Work to complete. Lift out each line of the data that holds "undirected".

Records excerpted from a collection.
//! Query processing module
//!
//! Pattern matching for openCypher-style `MATCH` clauses:
//! - [`pattern`]: node and edge constraints laid out as a path
//! - [`symbols`]: bound values and outer-scope constraints
//! - [`executor`]: planner, match operators and result accumulators

pub mod executor;
pub mod pattern;
pub mod symbols;

// Re-export main types
pub use executor::{
    CountAccumulator, ExecutionError, ExecutionResult, FilteredAccumulator, MatchAccumulator,
    MatchClause, MatchContext, MatchOptions, Record, RecordBatch,
};
pub use pattern::{
    Direction, EdgePattern, LengthPattern, NodePattern, PathPattern, PathSegment, PatternElement,
};
pub use symbols::{Bindings, PatternSymbol, SymbolKind, Symbols, Value};
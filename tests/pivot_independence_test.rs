use rand::rngs::StdRng;
use rand::{Rng, SeedableRng};
use sutra::graph::{properties, Graph, NodeId};
use sutra::query::{
    EdgePattern, LengthPattern, MatchOptions, NodePattern, PathPattern, PatternSymbol, RecordBatch,
    Symbols, Value,
};

const LABELS: [&str; 3] = ["Person", "City", "Company"];
const TYPES: [&str; 2] = ["KNOWS", "WORKS_AT"];

fn random_graph(seed: u64, nodes: usize, edges: usize) -> (Graph, Vec<NodeId>) {
    let mut rng = StdRng::seed_from_u64(seed);
    let mut graph = Graph::new();
    graph.add_node_property_index("group").unwrap();

    let ids: Vec<NodeId> = (0..nodes)
        .map(|_| {
            let label = LABELS[rng.gen_range(0..LABELS.len())];
            let group = rng.gen_range(0..4i64);
            graph.new_node([label], properties([("group", group)])).unwrap()
        })
        .collect();
    for _ in 0..edges {
        let source = ids[rng.gen_range(0..ids.len())];
        let target = ids[rng.gen_range(0..ids.len())];
        let edge_type = TYPES[rng.gen_range(0..TYPES.len())];
        graph
            .new_edge(source, target, edge_type, properties([("w", rng.gen_range(0..3i64))]))
            .unwrap();
    }
    (graph, ids)
}

fn sorted_paths(graph: &Graph, pattern: &PathPattern, symbols: &Symbols, pivot: Option<usize>) -> Vec<Vec<Value>> {
    let mut rows = RecordBatch::new();
    pattern
        .run_with_options(graph, symbols, &MatchOptions { pivot, limit: None }, &mut rows)
        .unwrap();
    let mut paths: Vec<Vec<Value>> = rows.records.into_iter().map(|r| r.path).collect();
    paths.sort();
    paths
}

fn assert_pivot_independent(graph: &Graph, pattern: &PathPattern, symbols: &Symbols) {
    let planned = sorted_paths(graph, pattern, symbols, None);
    for pivot in 0..pattern.len() {
        let forced = sorted_paths(graph, pattern, symbols, Some(pivot));
        assert_eq!(forced, planned, "pivot {} disagrees with the planner", pivot);
    }
}

fn patterns() -> Vec<PathPattern> {
    vec![
        // (a:Person)-[:KNOWS]->(b)-[:WORKS_AT]->(c:Company)
        PathPattern::new(NodePattern::new().named("a").with_label("Person"))
            .then(EdgePattern::outgoing().with_type("KNOWS"), NodePattern::new().named("b"))
            .then(
                EdgePattern::outgoing().with_type("WORKS_AT"),
                NodePattern::new().named("c").with_label("Company"),
            ),
        // (a {group: 1})-[r*1..3]->(b)<-[s {w: 2}]-(c)
        PathPattern::new(NodePattern::new().named("a").with_property("group", 1i64))
            .then(
                EdgePattern::outgoing().named("r").with_length(LengthPattern::range(1, 3)),
                NodePattern::new().named("b"),
            )
            .then(EdgePattern::incoming().named("s").with_property("w", 2i64), NodePattern::new().named("c")),
        // (a)-[:KNOWS]-(b)-[*2]-(a)
        PathPattern::new(NodePattern::new().named("a"))
            .then(EdgePattern::undirected().with_type("KNOWS"), NodePattern::new().named("b"))
            .then(
                EdgePattern::undirected().with_length(LengthPattern::range(2, 2)),
                NodePattern::new().named("a"),
            ),
        // (a:City)<-[*]-(b {group: 0})
        PathPattern::new(NodePattern::new().named("a").with_label("City")).then(
            EdgePattern::incoming().with_length(LengthPattern::unbounded()),
            NodePattern::new().named("b").with_property("group", 0i64),
        ),
    ]
}

#[test]
fn test_every_pivot_yields_the_same_matches() {
    for seed in 0..4 {
        let (graph, _) = random_graph(seed, 12, 24);
        for pattern in patterns() {
            assert_pivot_independent(&graph, &pattern, &Symbols::new());
        }
    }
}

#[test]
fn test_pivot_independent_under_outer_symbols() {
    let (graph, ids) = random_graph(42, 15, 30);
    let mut symbols = Symbols::new();
    symbols.insert("b".to_string(), PatternSymbol::nodes(ids.iter().copied().step_by(2)));
    for pattern in patterns() {
        assert_pivot_independent(&graph, &pattern, &symbols);
    }
}
//! Match operators
//!
//! One operator per pattern position. Each binds every acceptable candidate
//! for its position in turn and calls the continuation (the rest of the
//! chain) once per candidate:
//!
//! | operator            | position | candidates come from                   |
//! |---------------------|----------|----------------------------------------|
//! | [`NodeScan`]        | node     | label bucket / property index / scan   |
//! | [`EdgeScan`]        | edge     | type bucket / property index / scan    |
//! | [`ExpandEdge`]      | edge     | adjacency of the bound neighbour node  |
//! | [`EdgeEndpoint`]    | node     | far end of the bound neighbour edges   |
//! | [`VarLengthExpand`] | edge     | paths walked from a neighbour (or any) |

use super::varlength::{enumerate_paths, expand, WalkOrigin};
use super::{ExecutionResult, MatchContext, Slot};
use crate::graph::{EdgeFilter, EdgeId, NodeFilter, NodeId};
use crate::query::pattern::{Direction, EdgePattern, NodePattern};
use std::ops::ControlFlow;

/// The rest of the chain
pub type Continuation<'n, 'g> = dyn FnMut(&mut MatchContext<'g>) -> ExecutionResult<ControlFlow<()>> + 'n;

/// Match operator trait - every plan step implements this
pub trait MatchOperator {
    /// Pattern position this operator binds
    fn position(&self) -> usize;

    /// Bind each candidate in turn and call `next` for it.
    fn run<'g>(&self, ctx: &mut MatchContext<'g>, next: &mut Continuation<'_, 'g>) -> ExecutionResult<ControlFlow<()>>;

    /// Short label for plan logging
    fn describe(&self) -> String;
}

/// Type alias for boxed operators
pub type OperatorBox<'p> = Box<dyn MatchOperator + 'p>;

/// Admit `slot`, run the continuation, then undo the binding.
fn visit<'g>(
    ctx: &mut MatchContext<'g>,
    position: usize,
    name: Option<&str>,
    slot: Slot,
    next: &mut Continuation<'_, 'g>,
) -> ExecutionResult<ControlFlow<()>> {
    let Some(admitted) = ctx.admit(position, name, slot)? else {
        return Ok(ControlFlow::Continue(()));
    };
    let flow = next(ctx);
    ctx.release(admitted);
    flow
}

/// Orientations in which `edge` satisfies a pattern edge read left to right:
/// (left node, right node).
fn orientations(source: NodeId, target: NodeId, direction: Direction) -> Vec<(NodeId, NodeId)> {
    match direction {
        Direction::Outgoing => vec![(source, target)],
        Direction::Incoming => vec![(target, source)],
        Direction::Both if source == target => vec![(source, target)],
        Direction::Both => vec![(source, target), (target, source)],
    }
}

/// Node scan operator: MATCH (n:Person)
pub struct NodeScan<'p> {
    position: usize,
    node: &'p NodePattern,
    filter: NodeFilter,
}

impl<'p> NodeScan<'p> {
    pub fn new(position: usize, node: &'p NodePattern) -> Self {
        Self {
            position,
            node,
            filter: node.filter(),
        }
    }
}

impl MatchOperator for NodeScan<'_> {
    fn position(&self) -> usize {
        self.position
    }

    fn run<'g>(&self, ctx: &mut MatchContext<'g>, next: &mut Continuation<'_, 'g>) -> ExecutionResult<ControlFlow<()>> {
        let graph = ctx.graph();
        let name = self.node.variable.as_deref();
        let scan = graph.select_nodes(&self.filter)?;

        // An outer restriction smaller than the best access path is walked instead
        match ctx.known_nodes(name) {
            Some(ids) if scan.max_size().map_or(true, |size| ids.len() < size) => {
                for id in ids {
                    let Some(node) = graph.node(id) else {
                        continue;
                    };
                    if !self.filter.matches(node)? {
                        continue;
                    }
                    if visit(ctx, self.position, name, Slot::Node(id), next)?.is_break() {
                        return Ok(ControlFlow::Break(()));
                    }
                }
            }
            _ => {
                for id in scan {
                    if visit(ctx, self.position, name, Slot::Node(id?), next)?.is_break() {
                        return Ok(ControlFlow::Break(()));
                    }
                }
            }
        }
        Ok(ControlFlow::Continue(()))
    }

    fn describe(&self) -> String {
        format!("NodeScan({})", self.position)
    }
}

/// Edge scan operator: a single-hop edge chosen as pivot
pub struct EdgeScan<'p> {
    position: usize,
    edge: &'p EdgePattern,
    filter: EdgeFilter,
}

impl<'p> EdgeScan<'p> {
    pub fn new(position: usize, edge: &'p EdgePattern) -> Self {
        Self {
            position,
            edge,
            filter: edge.filter(),
        }
    }

    fn bind_each<'g>(
        &self,
        ctx: &mut MatchContext<'g>,
        id: EdgeId,
        next: &mut Continuation<'_, 'g>,
    ) -> ExecutionResult<ControlFlow<()>> {
        let Some(edge) = ctx.graph().edge(id) else {
            return Ok(ControlFlow::Continue(()));
        };
        for (left, right) in orientations(edge.source, edge.target, self.edge.direction) {
            let slot = Slot::Edges {
                edges: vec![id],
                left,
                right,
            };
            if visit(ctx, self.position, self.edge.variable.as_deref(), slot, next)?.is_break() {
                return Ok(ControlFlow::Break(()));
            }
        }
        Ok(ControlFlow::Continue(()))
    }
}

impl MatchOperator for EdgeScan<'_> {
    fn position(&self) -> usize {
        self.position
    }

    fn run<'g>(&self, ctx: &mut MatchContext<'g>, next: &mut Continuation<'_, 'g>) -> ExecutionResult<ControlFlow<()>> {
        let graph = ctx.graph();
        let scan = graph.select_edges(&self.filter)?;

        match ctx.known_edges(self.edge.variable.as_deref()) {
            Some(ids) if scan.max_size().map_or(true, |size| ids.len() < size) => {
                for id in ids {
                    let Some(edge) = graph.edge(id) else {
                        continue;
                    };
                    if !self.filter.matches(edge)? {
                        continue;
                    }
                    if self.bind_each(ctx, id, next)?.is_break() {
                        return Ok(ControlFlow::Break(()));
                    }
                }
            }
            _ => {
                for id in scan {
                    if self.bind_each(ctx, id?, next)?.is_break() {
                        return Ok(ControlFlow::Break(()));
                    }
                }
            }
        }
        Ok(ControlFlow::Continue(()))
    }

    fn describe(&self) -> String {
        format!("EdgeScan({})", self.position)
    }
}

/// Expand operator: single-hop edges incident to the bound neighbour node
pub struct ExpandEdge<'p> {
    position: usize,
    anchor: usize,
    /// True when the anchor is the node on the left
    forward: bool,
    edge: &'p EdgePattern,
    filter: EdgeFilter,
}

impl<'p> ExpandEdge<'p> {
    pub fn new(position: usize, anchor: usize, forward: bool, edge: &'p EdgePattern) -> Self {
        Self {
            position,
            anchor,
            forward,
            edge,
            filter: edge.filter(),
        }
    }
}

impl MatchOperator for ExpandEdge<'_> {
    fn position(&self) -> usize {
        self.position
    }

    fn run<'g>(&self, ctx: &mut MatchContext<'g>, next: &mut Continuation<'_, 'g>) -> ExecutionResult<ControlFlow<()>> {
        let from = ctx.anchor_node(self.anchor)?;
        let direction = walk_direction(self.edge.direction, self.forward);

        for (edge, far) in expand(ctx.graph(), from, direction, &self.filter)? {
            let (left, right) = if self.forward { (from, far) } else { (far, from) };
            let slot = Slot::Edges {
                edges: vec![edge],
                left,
                right,
            };
            if visit(ctx, self.position, self.edge.variable.as_deref(), slot, next)?.is_break() {
                return Ok(ControlFlow::Break(()));
            }
        }
        Ok(ControlFlow::Continue(()))
    }

    fn describe(&self) -> String {
        format!("ExpandEdge({} from {})", self.position, self.anchor)
    }
}

/// Endpoint operator: the node at the far end of the bound neighbour edges
pub struct EdgeEndpoint<'p> {
    position: usize,
    anchor: usize,
    /// True when the anchor is the edge on the left
    forward: bool,
    node: &'p NodePattern,
    filter: NodeFilter,
}

impl<'p> EdgeEndpoint<'p> {
    pub fn new(position: usize, anchor: usize, forward: bool, node: &'p NodePattern) -> Self {
        Self {
            position,
            anchor,
            forward,
            node,
            filter: node.filter(),
        }
    }
}

impl MatchOperator for EdgeEndpoint<'_> {
    fn position(&self) -> usize {
        self.position
    }

    fn run<'g>(&self, ctx: &mut MatchContext<'g>, next: &mut Continuation<'_, 'g>) -> ExecutionResult<ControlFlow<()>> {
        let (left, right) = ctx.anchor_ends(self.anchor)?;
        let id = if self.forward { right } else { left };
        let Some(node) = ctx.graph().node(id) else {
            return Ok(ControlFlow::Continue(()));
        };
        if !self.filter.matches(node)? {
            return Ok(ControlFlow::Continue(()));
        }
        visit(ctx, self.position, self.node.variable.as_deref(), Slot::Node(id), next)
    }

    fn describe(&self) -> String {
        format!("EdgeEndpoint({} from {})", self.position, self.anchor)
    }
}

/// Variable-length expand operator: -[:KNOWS*1..3]->
///
/// Walks from the bound neighbour node, or from every node when it starts
/// the chain. Bound edge sequences are always in pattern order.
pub struct VarLengthExpand<'p> {
    position: usize,
    anchor: Option<usize>,
    /// True when the walk starts at the left node
    forward: bool,
    edge: &'p EdgePattern,
    filter: EdgeFilter,
}

impl<'p> VarLengthExpand<'p> {
    pub fn new(position: usize, anchor: Option<usize>, forward: bool, edge: &'p EdgePattern) -> Self {
        Self {
            position,
            anchor,
            forward,
            edge,
            filter: edge.filter(),
        }
    }

    fn walk<'g>(
        &self,
        ctx: &mut MatchContext<'g>,
        start: NodeId,
        next: &mut Continuation<'_, 'g>,
    ) -> ExecutionResult<ControlFlow<()>> {
        let direction = walk_direction(self.edge.direction, self.forward);
        let name = self.edge.variable.as_deref();
        let origin = if self.forward { WalkOrigin::Start } else { WalkOrigin::End };
        enumerate_paths(
            ctx.graph(),
            start,
            direction,
            &self.filter,
            self.edge.length,
            origin,
            |edges, end| {
                let slot = if self.forward {
                    Slot::Edges {
                        edges: edges.to_vec(),
                        left: start,
                        right: end,
                    }
                } else {
                    Slot::Edges {
                        edges: edges.iter().rev().copied().collect(),
                        left: end,
                        right: start,
                    }
                };
                visit(ctx, self.position, name, slot, next)
            },
        )
    }
}

impl MatchOperator for VarLengthExpand<'_> {
    fn position(&self) -> usize {
        self.position
    }

    fn run<'g>(&self, ctx: &mut MatchContext<'g>, next: &mut Continuation<'_, 'g>) -> ExecutionResult<ControlFlow<()>> {
        if let Some(anchor) = self.anchor {
            let start = ctx.anchor_node(anchor)?;
            return self.walk(ctx, start, next);
        }
        let graph = ctx.graph();
        for start in graph.node_ids() {
            if self.walk(ctx, start, next)?.is_break() {
                return Ok(ControlFlow::Break(()));
            }
        }
        Ok(ControlFlow::Continue(()))
    }

    fn describe(&self) -> String {
        match self.anchor {
            Some(anchor) => format!("VarLengthExpand({} from {})", self.position, anchor),
            None => format!("VarLengthExpand({})", self.position),
        }
    }
}

/// Direction to follow adjacency in, given the pattern direction and which
/// side the walk starts from.
fn walk_direction(direction: Direction, forward: bool) -> Direction {
    if forward {
        direction
    } else {
        direction.reversed()
    }
}

#[cfg(test)]
mod tests {
    use super::*;
    use crate::graph::{Graph, PropertyMap};
    use crate::query::pattern::{EdgePattern, LengthPattern};
    use crate::query::symbols::{Bindings, Symbols};

    fn collect_slots(op: &dyn MatchOperator, ctx: &mut MatchContext<'_>) -> Vec<Slot> {
        let position = op.position();
        let mut seen = Vec::new();
        op.run(ctx, &mut |ctx: &mut MatchContext<'_>| {
            seen.push(ctx.slot(position).cloned().unwrap());
            Ok(ControlFlow::Continue(()))
        })
        .unwrap();
        seen
    }

    #[test]
    fn test_edge_scan_both_directions() {
        let mut graph = Graph::new();
        let a = graph.new_node(["N"], PropertyMap::new()).unwrap();
        let b = graph.new_node(["N"], PropertyMap::new()).unwrap();
        let ab = graph.new_edge(a, b, "E", PropertyMap::new()).unwrap();
        let aa = graph.new_edge(a, a, "E", PropertyMap::new()).unwrap();

        let pattern = EdgePattern::undirected();
        let scan = EdgeScan::new(1, &pattern);
        let symbols = Symbols::new();
        let pinned = Bindings::new();
        let mut ctx = MatchContext::new(&graph, &symbols, &pinned, 3);

        let slots = collect_slots(&scan, &mut ctx);
        assert_eq!(
            slots,
            vec![
                Slot::Edges { edges: vec![ab], left: a, right: b },
                Slot::Edges { edges: vec![ab], left: b, right: a },
                Slot::Edges { edges: vec![aa], left: a, right: a },
            ]
        );
    }

    #[test]
    fn test_backward_varlength_keeps_pattern_order() {
        let mut graph = Graph::new();
        let n: Vec<NodeId> = (0..3).map(|_| graph.new_node(["N"], PropertyMap::new()).unwrap()).collect();
        let e0 = graph.new_edge(n[0], n[1], "E", PropertyMap::new()).unwrap();
        let e1 = graph.new_edge(n[1], n[2], "E", PropertyMap::new()).unwrap();

        // (x)-[*2..2]->(n2), walked from n2 back to x
        let pattern = EdgePattern::outgoing().with_length(LengthPattern::range(2, 2));
        let expand = VarLengthExpand::new(1, Some(2), false, &pattern);
        let symbols = Symbols::new();
        let pinned = Bindings::new();
        let mut ctx = MatchContext::new(&graph, &symbols, &pinned, 3);
        let anchor = ctx.admit(2, None, Slot::Node(n[2])).unwrap().unwrap();

        let slots = collect_slots(&expand, &mut ctx);
        assert_eq!(
            slots,
            vec![Slot::Edges { edges: vec![e0, e1], left: n[0], right: n[2] }]
        );
        ctx.release(anchor);
        assert!(ctx.slot(2).is_none());
    }
}
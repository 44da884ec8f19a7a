#![allow(dead_code)]

use polars::{df, prelude::DataFrame};
use rl_trader::prelude::*;

/// OHLCV table whose close follows `close_at(i)`, with an ascending timestamp.
pub fn ohlcv(n: usize, close_at: impl Fn(usize) -> f64) -> DataFrame {
    let close: Vec<f64> = (0..n).map(close_at).collect();
    df!(
        "timestamp" => (0..n as i64).map(|i| 1_700_000_000 + i * 60).collect::<Vec<_>>(),
        "open" => close.clone(),
        "high" => close.iter().map(|c| c * 1.001).collect::<Vec<_>>(),
        "low" => close.iter().map(|c| c * 0.999).collect::<Vec<_>>(),
        "close" => close,
        "volume" => (0..n).map(|i| 1_000.0 + (i % 7) as f64 * 10.0).collect::<Vec<_>>(),
        "rsi_14" => (0..n).map(|i| 30.0 + (i % 40) as f64).collect::<Vec<_>>(),
    )
    .expect("valid synthetic table")
}

pub fn rising(n: usize) -> DataFrame {
    ohlcv(n, |i| 100.0 + i as f64 * 0.5)
}

pub fn flat(n: usize) -> DataFrame {
    ohlcv(n, |_| 100.0)
}

pub fn wavy(n: usize) -> DataFrame {
    ohlcv(n, |i| 100.0 + (i as f64 * 0.15).sin() * 4.0 + i as f64 * 0.02)
}

pub fn small_agent_config() -> AgentConfig {
    AgentConfig::default()
        .with_batch_size(8)
        .with_replay_capacity(64)
        .with_update_frequency(4)
        .with_epsilon_decay(0.98)
        .with_shape(NetworkShape {
            conv_filters: 4,
            kernel_size: 3,
            recurrent_units: 6,
            hidden_units: 12,
            dropout: 0.1,
        })
}

pub fn dims_of(env: &Environment) -> InputDims {
    InputDims::new(env.window_size(), env.feature_count())
}
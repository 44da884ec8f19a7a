pub mod action;
pub mod config;
pub mod env;
pub mod ledger;
pub mod position;
pub mod reward;
pub mod state;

Exercise answer.
            .then(EdgePattern::undirected().with_type("KNOWS"), NodePattern::new().named("b"))
                EdgePattern::undirected().with_length(LengthPattern::range(2, 2)),
        let pattern = EdgePattern::undirected();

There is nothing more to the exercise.